Mi ha fissato negli occhi per un po’ di secondi.
Silenzio.
 
 
“Chiamo l’ambulanza e saranno qui al più presto”.
 
 
Lui ha spalancato gli occhi spaventato, poi è ritornato nel suo atteggiamento aggressivo.
 
 
“No…”
 
 
La sua risposta è stata un rantolo, ma almeno aveva parlato.
In quell’unica parola ho compreso tre cose: parlava la mia lingua, mi capiva e sapeva parlare. Un bel progresso.
Rettifico diario, quattro cose… si stava nascondendo e dovevo capire il motivo.
 
 
“Perché non vuoi che chiami l’ambulanza?”
 
 
Non mi ha risposto, ma ha volto il suo sguardo verso il proprio braccio come ad indicare qualcosa. Il simbolo dei ribelli marchiato a fuoco non lasciava dubbi.
 
Il ragazzino era un fuggitivo.
 
Una mostruosità che uomini fanno ad altri uomini.
 
 
“D’accordo ragazzo, non chiamo nessuno. Ci penso io a te, ok? Ora posso portarti in casa? Hai bisogno di un posto pulito per delle cure”.
 
 
Nessuna reazione, se ne stava sulla difensiva.
 
 
“Ho capito che sei un duro, ti fa onore. Ed è giusto che non ti fidi del primo che ti capita a tiro.

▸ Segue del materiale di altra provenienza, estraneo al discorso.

//! Strongly-typed identifiers used across the domain.

use core::str::FromStr;

use chrono::{Datelike, NaiveDate};
use serde::{Deserialize, Serialize};

use crate::error::DomainError;

/// Document number prefix, one per document kind.
#[derive(Debug, Copy, Clone, PartialEq, Eq, Hash, Serialize, Deserialize)]
pub enum DocumentPrefix {
    /// Goods Receipt.
    #[serde(rename = "GR")]
    Gr,
    /// Goods Issue.
    #[serde(rename = "GI")]
    Gi,
    /// Goods Transfer.
    #[serde(rename = "GT")]
    Gt,
    /// Inventory Count.
    #[serde(rename = "IC")]
    Ic,
}

impl DocumentPrefix {
    pub fn as_str(self) -> &'static str {
        match self {
            DocumentPrefix::Gr => "GR",
            DocumentPrefix::Gi => "GI",
            DocumentPrefix::Gt => "GT",
            DocumentPrefix::Ic => "IC",
        }
    }
}

impl FromStr for DocumentPrefix {
    type Err = DomainError;

    fn from_str(s: &str) -> Result<Self, Self::Err> {
        match s {
            "GR" => Ok(DocumentPrefix::Gr),
            "GI" => Ok(DocumentPrefix::Gi),
            "GT" => Ok(DocumentPrefix::Gt),
            "IC" => Ok(DocumentPrefix::Ic),
            other => Err(DomainError::invalid_id(format!(
                "DocumentNo: unknown prefix {other:?}"
            ))),
        }
    }
}

impl core::fmt::Display for DocumentPrefix {
    fn fmt(&self, f: &mut core::fmt::Formatter<'_>) -> core::fmt::Result {
        f.write_str(self.as_str())
    }
}

/// Document number: `{PREFIX}-{YYYYMM}-{seq}`.
///
/// Generated once at creation time and never changed afterwards. Documents
/// reference each other only through these numbers.
#[derive(Debug, Clone, PartialEq, Eq, Hash, PartialOrd, Ord, Serialize, Deserialize)]
#[serde(try_from = "String", into = "String")]
pub struct DocumentNo(String);

impl DocumentNo {
    /// Compose a number for `prefix` in the month of `date`, zero-padding
    /// `seq` to `width` digits.
    pub fn compose(prefix: DocumentPrefix, date: NaiveDate, seq: u32, width: usize) -> Self {
        Self(format!(
            "{}-{:04}{:02}-{:0width$}",
            prefix.as_str(),
            date.year(),
            date.month(),
            seq,
            width = width
        ))
    }

    pub fn prefix(&self) -> DocumentPrefix {
        // Validated at construction.
        match &self.0[..2] {
            "GR" => DocumentPrefix::Gr,
            "GI" => DocumentPrefix::Gi,
            "GT" => DocumentPrefix::Gt,
            _ => DocumentPrefix::Ic,
        }
    }

    /// The `YYYYMM` period segment.
    pub fn period(&self) -> &str {
        &self.0[3..9]
    }

    pub fn sequence(&self) -> u32 {
        self.0[10..].parse().unwrap_or_default()
    }

    pub fn as_str(&self) -> &str {
        &self.0
    }
}

impl FromStr for DocumentNo {
    type Err = DomainError;

    fn from_str(s: &str) -> Result<Self, Self::Err> {
        let mut parts = s.splitn(3, '-');
        let (Some(prefix), Some(period), Some(seq)) = (parts.next(), parts.next(), parts.next())
        else {
            return Err(DomainError::invalid_id(format!(
                "DocumentNo: expected PREFIX-YYYYMM-SEQ, got {s:?}"
            )));
        };

        DocumentPrefix::from_str(prefix)?;

        let month_ok = period.len() == 6
            && period.bytes().all(|b| b.is_ascii_digit())
            && matches!(period[4..].parse::<u32>(), Ok(1..=12));
        if !month_ok {
            return Err(DomainError::invalid_id(format!(
                "DocumentNo: invalid period {period:?}"
            )));
        }

        if seq.is_empty() || !seq.bytes().all(|b| b.is_ascii_digit()) {
            return Err(DomainError::invalid_id(format!(
                "DocumentNo: invalid sequence {seq:?}"
            )));
        }

        Ok(Self(s.to_string()))
    }
}

impl TryFrom<String> for DocumentNo {
    type Error = DomainError;

    fn try_from(value: String) -> Result<Self, Self::Error> {
        Self::from_str(&value)
    }
}

impl From<DocumentNo> for String {
    fn from(value: DocumentNo) -> Self {
        value.0
    }
}

impl core::fmt::Display for DocumentNo {
    fn fmt(&self, f: &mut core::fmt::Formatter<'_>) -> core::fmt::Result {
        f.write_str(&self.0)
    }
}

/// Identity of whoever drives a transition (a user login or an automation).
#[derive(Debug, Clone, PartialEq, Eq, Hash, Serialize, Deserialize)]
#[serde(transparent)]
pub struct ActorId(String);

impl ActorId {
    pub fn new(actor: impl Into<String>) -> Self {
        Self(actor.into())
    }

    pub fn as_str(&self) -> &str {
        &self.0
    }
}

impl core::fmt::Display for ActorId {
    fn fmt(&self, f: &mut core::fmt::Formatter<'_>) -> core::fmt::Result {
        f.write_str(&self.0)
    }
}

Ma ragiona, stai perdendo troppo sangue… lo capisci che rischi la vita?”.
 
 
Ci ha pensato a lungo finché con un lieve cenno della testa ha acconsentito di farsi aiutare.
 
 
“Forse ora sentirai male, ma devo portarti via da qui”.
 
 
L’ho sollevato, non pesava niente.
So di avergli fatto molto male, ma credimi sulla parola Diario, quasi non ha emesso un suono, si è limitato a stringere pugni, bocca e occhi.
Tra le mie braccia si è concesso il lusso di lasciarsi andare; tutta l’adrenalina che aveva in corpo lo stava abbandonando lentamente e diventava sempre più debole.
Ho temuto che non sarebbe arrivato vivo alla porta di casa.
 
 
“Karen, Lucas… vegliate su questo ragazzo”.